_Exercise goal_.
Work out how many lines in the material beneath contain "path". Give only that number.

════

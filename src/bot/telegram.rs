//! Telegram implementation of the messaging gateway

use async_trait::async_trait;
use teloxide::prelude::*;
use teloxide::types::{
    CallbackQueryId, ChatId, InlineKeyboardMarkup, InputFile, InputMedia, InputMediaPhoto,
};

use crate::errors::GatewayError;
use crate::gateway::{Gateway, Media, MessageRef};

/// Gateway backed by the Telegram Bot API
#[derive(Clone)]
pub struct TelegramGateway {
    bot: Bot,
}

impl TelegramGateway {
    pub fn new(bot: Bot) -> Self {
        Self { bot }
    }
}

fn input_file(photo: Media) -> InputFile {
    InputFile::memory(photo.bytes).file_name(photo.file_name)
}

#[async_trait]
impl Gateway for TelegramGateway {
    async fn send_text(
        &self,
        chat: ChatId,
        text: String,
        keyboard: Option<InlineKeyboardMarkup>,
    ) -> Result<MessageRef, GatewayError> {
        let request = self.bot.send_message(chat, text);
        let sent = match keyboard {
            Some(keyboard) => request.reply_markup(keyboard).await?,
            None => request.await?,
        };
        Ok(MessageRef { chat, id: sent.id })
    }

    async fn send_photo(
        &self,
        chat: ChatId,
        photo: Media,
        caption: String,
        keyboard: InlineKeyboardMarkup,
    ) -> Result<MessageRef, GatewayError> {
        let sent = self
            .bot
            .send_photo(chat, input_file(photo))
            .caption(caption)
            .reply_markup(keyboard)
            .await?;
        Ok(MessageRef { chat, id: sent.id })
    }

    async fn edit_text(
        &self,
        message: MessageRef,
        text: String,
        keyboard: Option<InlineKeyboardMarkup>,
    ) -> Result<(), GatewayError> {
        let request = self.bot.edit_message_text(message.chat, message.id, text);
        match keyboard {
            Some(keyboard) => request.reply_markup(keyboard).await?,
            None => request.await?,
        };
        Ok(())
    }

    async fn edit_photo(
        &self,
        message: MessageRef,
        photo: Media,
        caption: String,
        keyboard: InlineKeyboardMarkup,
    ) -> Result<(), GatewayError> {
        let media = InputMedia::Photo(InputMediaPhoto::new(input_file(photo)).caption(caption));
        self.bot
            .edit_message_media(message.chat, message.id, media)
            .reply_markup(keyboard)
            .await?;
        Ok(())
    }

    async fn answer_callback(&self, id: CallbackQueryId) -> Result<(), GatewayError> {
        self.bot.answer_callback_query(id).await?;
        Ok(())
    }
}
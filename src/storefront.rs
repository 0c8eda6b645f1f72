//! Application context shared by every update handler.

use std::sync::Arc;
use tracing::info;

use crate::browse::BrowseNavigator;
use crate::cart::CartStore;
use crate::catalog::Catalog;
use crate::checkout::SessionStore;
use crate::gateway::MediaProvider;

/// Owns all per-user state for the lifetime of the process
pub struct Storefront {
    catalog: Arc<Catalog>,
    carts: CartStore,
    browse: BrowseNavigator,
    sessions: SessionStore,
    media: Arc<dyn MediaProvider>,
}

impl Storefront {
    pub fn new(catalog: Catalog, media: Arc<dyn MediaProvider>) -> Self {
        let catalog = Arc::new(catalog);
        info!(products = catalog.len(), "Storefront initialized");
        Self {
            carts: CartStore::new(Arc::clone(&catalog)),
            browse: BrowseNavigator::new(catalog.len()),
            sessions: SessionStore::new(),
            catalog,
            media,
        }
    }

    pub fn catalog(&self) -> &Catalog {
        &self.catalog
    }

    pub fn carts(&self) -> &CartStore {
        &self.carts
    }

    pub fn browse(&self) -> &BrowseNavigator {
        &self.browse
    }

    pub fn sessions(&self) -> &SessionStore {
        &self.sessions
    }

    pub fn media(&self) -> &dyn MediaProvider {
        self.media.as_ref()
    }

    /// Drop all per-user state; called once the dispatcher has stopped
    pub fn shutdown(&self) {
        info!(
            carts = self.carts.active_carts(),
            checkout_sessions = self.sessions.active_count(),
            "Discarding in-memory storefront state"
        );
        self.carts.clear_all();
        self.browse.clear_all();
        self.sessions.clear_all();
    }
}
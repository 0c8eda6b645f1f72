//! # Catalog Module
//!
//! The fixed set of purchasable products, known at startup and read-only
//! afterwards. Products keep their insertion order, which is also the
//! browsing order.

use serde::{Deserialize, Serialize};
use std::collections::HashSet;
use std::fmt;
use std::iter::Sum;
use std::ops::Add;
use std::path::Path;
use tracing::info;

use crate::errors::{BotError, BotResult};

/// Opaque product identifier (e.g. "p1")
#[derive(Debug, Clone, PartialEq, Eq, Hash, PartialOrd, Ord, Serialize, Deserialize)]
#[serde(transparent)]
pub struct ProductId(String);

impl ProductId {
    pub fn new(id: impl Into<String>) -> Self {
        Self(id.into())
    }

    pub fn as_str(&self) -> &str {
        &self.0
    }
}

impl From<&str> for ProductId {
    fn from(id: &str) -> Self {
        Self::new(id)
    }
}

impl fmt::Display for ProductId {
    fn fmt(&self, f: &mut fmt::Formatter<'_>) -> fmt::Result {
        f.write_str(&self.0)
    }
}

/// Exact money amount in cents
#[derive(
    Debug, Clone, Copy, Default, PartialEq, Eq, PartialOrd, Ord, Hash, Serialize, Deserialize,
)]
#[serde(transparent)]
pub struct Price(u64);

impl Price {
    pub const fn from_cents(cents: u64) -> Self {
        Self(cents)
    }

    pub const fn cents(self) -> u64 {
        self.0
    }

    /// Price of `quantity` units
    pub fn times(self, quantity: u32) -> Self {
        Self(self.0.saturating_mul(u64::from(quantity)))
    }
}

impl Add for Price {
    type Output = Price;

    fn add(self, rhs: Price) -> Price {
        Price(self.0.saturating_add(rhs.0))
    }
}

impl Sum for Price {
    fn sum<I: Iterator<Item = Price>>(iter: I) -> Self {
        iter.fold(Price::default(), Add::add)
    }
}

impl fmt::Display for Price {
    fn fmt(&self, f: &mut fmt::Formatter<'_>) -> fmt::Result {
        write!(f, "${}.{:02}", self.0 / 100, self.0 % 100)
    }
}

/// Reference to a product image, resolved by a media provider
#[derive(Debug, Clone, PartialEq, Eq, Serialize, Deserialize)]
#[serde(transparent)]
pub struct ImageRef(String);

impl ImageRef {
    pub fn new(reference: impl Into<String>) -> Self {
        Self(reference.into())
    }

    pub fn as_str(&self) -> &str {
        &self.0
    }
}

impl fmt::Display for ImageRef {
    fn fmt(&self, f: &mut fmt::Formatter<'_>) -> fmt::Result {
        f.write_str(&self.0)
    }
}

/// A purchasable item
#[derive(Debug, Clone, PartialEq, Eq, Serialize, Deserialize)]
pub struct Product {
    pub id: ProductId,
    pub name: String,
    #[serde(rename = "price_cents")]
    pub price: Price,
    pub description: String,
    pub category: String,
    pub image: ImageRef,
}

/// Read-only product list with lookup by id and by position
#[derive(Debug, Clone)]
pub struct Catalog {
    products: Vec<Product>,
}

impl Catalog {
    /// Build a catalog, rejecting empty lists and duplicate ids
    pub fn new(products: Vec<Product>) -> BotResult<Self> {
        let catalog = Self { products };
        if catalog.is_empty() {
            return Err(BotError::Configuration(
                "catalog must contain at least one product".to_string(),
            ));
        }

        let mut seen = HashSet::new();
        for product in catalog.iter() {
            if !seen.insert(&product.id) {
                return Err(BotError::Configuration(format!(
                    "duplicate product id in catalog: {}",
                    product.id
                )));
            }
        }

        Ok(catalog)
    }

    /// The stock catalog shipped with the bot
    pub fn builtin() -> Self {
        let product = |id: &str, name: &str, cents, description: &str, category: &str, image: &str| {
            Product {
                id: ProductId::new(id),
                name: name.to_string(),
                price: Price::from_cents(cents),
                description: description.to_string(),
                category: category.to_string(),
                image: ImageRef::new(image),
            }
        };

        Self {
            products: vec![
                product(
                    "p1",
                    "Dummy Product A",
                    1000,
                    "A great dummy product.",
                    "Electronics",
                    "product_a.png",
                ),
                product(
                    "p2",
                    "Dummy Product B",
                    2550,
                    "Another fantastic dummy product.",
                    "Books",
                    "product_b.png",
                ),
                product(
                    "p3",
                    "Dummy Product C",
                    500,
                    "Small and useful dummy product.",
                    "Home Goods",
                    "product_c.jpg",
                ),
            ],
        }
    }

    /// Parse a catalog from a JSON array of products
    pub fn from_json(json: &str) -> BotResult<Self> {
        let products: Vec<Product> = serde_json::from_str(json)
            .map_err(|e| BotError::Configuration(format!("invalid catalog JSON: {e}")))?;
        Self::new(products)
    }

    /// Load a catalog from a JSON file
    pub fn load(path: &Path) -> BotResult<Self> {
        info!(path = %path.display(), "Loading catalog");
        let json = std::fs::read_to_string(path).map_err(|e| {
            BotError::Configuration(format!("cannot read catalog {}: {e}", path.display()))
        })?;
        let catalog = Self::from_json(&json)?;
        info!(products = catalog.len(), "Catalog loaded");
        Ok(catalog)
    }

    pub fn get(&self, id: &ProductId) -> Option<&Product> {
        self.products.iter().find(|p| &p.id == id)
    }

    pub fn contains(&self, id: &ProductId) -> bool {
        self.get(id).is_some()
    }

    /// Product at the given browsing position
    pub fn at(&self, index: usize) -> Option<&Product> {
        self.products.get(index)
    }

    pub fn len(&self) -> usize {
        self.products.len()
    }

    pub fn is_empty(&self) -> bool {
        self.products.is_empty()
    }

    pub fn iter(&self) -> impl Iterator<Item = &Product> {
        self.products.iter()
    }
}

#[cfg(test)]
mod tests {
    use super::*;

    #[test]
    fn test_price_display() {
        assert_eq!(Price::from_cents(1000).to_string(), "$10.00");
        assert_eq!(Price::from_cents(2550).to_string(), "$25.50");
        assert_eq!(Price::from_cents(5).to_string(), "$0.05");
        assert_eq!(Price::from_cents(3550).to_string(), "$35.50");
    }

    #[test]
    fn test_price_arithmetic() {
        let total: Price = [Price::from_cents(1000).times(2), Price::from_cents(2550)]
            .into_iter()
            .sum();
        assert_eq!(total, Price::from_cents(4550));
    }

    #[test]
    fn test_builtin_catalog_order() {
        let catalog = Catalog::builtin();
        assert_eq!(catalog.len(), 3);
        let ids: Vec<&str> = catalog.iter().map(|p| p.id.as_str()).collect();
        assert_eq!(ids, ["p1", "p2", "p3"]);
        assert_eq!(catalog.at(2).map(|p| p.name.as_str()), Some("Dummy Product C"));
        assert!(catalog.at(3).is_none());
        assert!(!catalog.contains(&"p9".into()));
    }

    #[test]
    fn test_catalog_from_json() {
        let json = r#"[
            {"id": "tea", "name": "Green Tea", "price_cents": 450,
             "description": "Loose leaf.", "category": "Drinks", "image": "tea.png"}
        ]"#;
        let catalog = Catalog::from_json(json).unwrap();
        let tea = catalog.get(&"tea".into()).unwrap();
        assert_eq!(tea.price, Price::from_cents(450));
        assert_eq!(tea.image.as_str(), "tea.png");
    }

    #[test]
    fn test_catalog_rejects_duplicates_and_empty() {
        let mut products: Vec<Product> = Catalog::builtin().iter().cloned().collect();
        products.push(products[0].clone());
        assert!(matches!(
            Catalog::new(products),
            Err(BotError::Configuration(_))
        ));
        assert!(matches!(Catalog::from_json("[]"), Err(BotError::Configuration(_))));
        assert!(matches!(Catalog::from_json("{"), Err(BotError::Configuration(_))));
    }
}
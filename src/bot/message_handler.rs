//! Message Handler module for processing incoming Telegram messages

use anyhow::Result;
use std::sync::Arc;
use teloxide::prelude::*;
use teloxide::types::{ChatId, Me, UserId};
use tracing::{debug, error};

// Import localization
use crate::localization::t;

use crate::checkout::CheckoutInput;
use crate::errors::BotResult;
use crate::gateway::Gateway;
use crate::storefront::Storefront;

use super::actions::{Attachment, Command, Event, Inbound};
use super::dialogue_manager::handle_checkout_input;
use super::dispatcher::dispatch;
use super::telegram::TelegramGateway;
use super::ui_builder::main_menu_keyboard;

/// Turn a Telegram message into an inbound event
pub fn classify_message(msg: &Message, bot_name: &str) -> Option<Inbound> {
    let user = msg.from.as_ref()?.id;
    let chat = msg.chat.id;

    if let Some(text) = msg.text() {
        return Some(Inbound::from_text(user, chat, text, bot_name));
    }

    let attachment = if msg.photo().is_some() {
        Attachment::Photo
    } else if msg.video().is_some() {
        Attachment::Video
    } else if msg.document().is_some() {
        Attachment::Document
    } else {
        Attachment::Other
    };
    Some(Inbound::new(user, chat, Event::Attachment(attachment)))
}

/// Send the welcome message with the main menu
pub async fn start(gateway: &dyn Gateway, chat: ChatId) -> BotResult<()> {
    gateway
        .send_text(chat, t("welcome"), Some(main_menu_keyboard()))
        .await?;
    Ok(())
}

/// Handle a recognised command outside of checkout
pub async fn handle_command(
    gateway: &dyn Gateway,
    user: UserId,
    chat: ChatId,
    command: Command,
) -> BotResult<()> {
    match command {
        Command::Start => start(gateway, chat).await,
        Command::Cancel => {
            debug!(user_id = %user, "Cancel requested without an active checkout");
            Ok(())
        }
    }
}

/// Free text only means something while a checkout is waiting for input
pub async fn handle_text(
    app: &Storefront,
    gateway: &dyn Gateway,
    user: UserId,
    chat: ChatId,
    text: String,
) -> BotResult<()> {
    if !app.sessions().is_active(user) {
        debug!(user_id = %user, message_length = text.len(), "Ignoring text outside of checkout");
        return Ok(());
    }

    handle_checkout_input(app, gateway, user, chat, None, CheckoutInput::Text(text)).await
}

pub async fn message_handler(
    bot: Bot,
    msg: Message,
    me: Me,
    app: Arc<Storefront>,
) -> Result<()> {
    let Some(inbound) = classify_message(&msg, me.username()) else {
        debug!(chat_id = %msg.chat.id, "Ignoring message without a sender");
        return Ok(());
    };
    debug!(user_id = %inbound.user, event = ?inbound.event, "Received message from user");

    let user = inbound.user;
    let gateway = TelegramGateway::new(bot);
    if let Err(e) = dispatch(&app, &gateway, inbound).await {
        error!(user_id = %user, error = %e, "Failed to handle message");
    }

    Ok(())
}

════

_Result below_.
5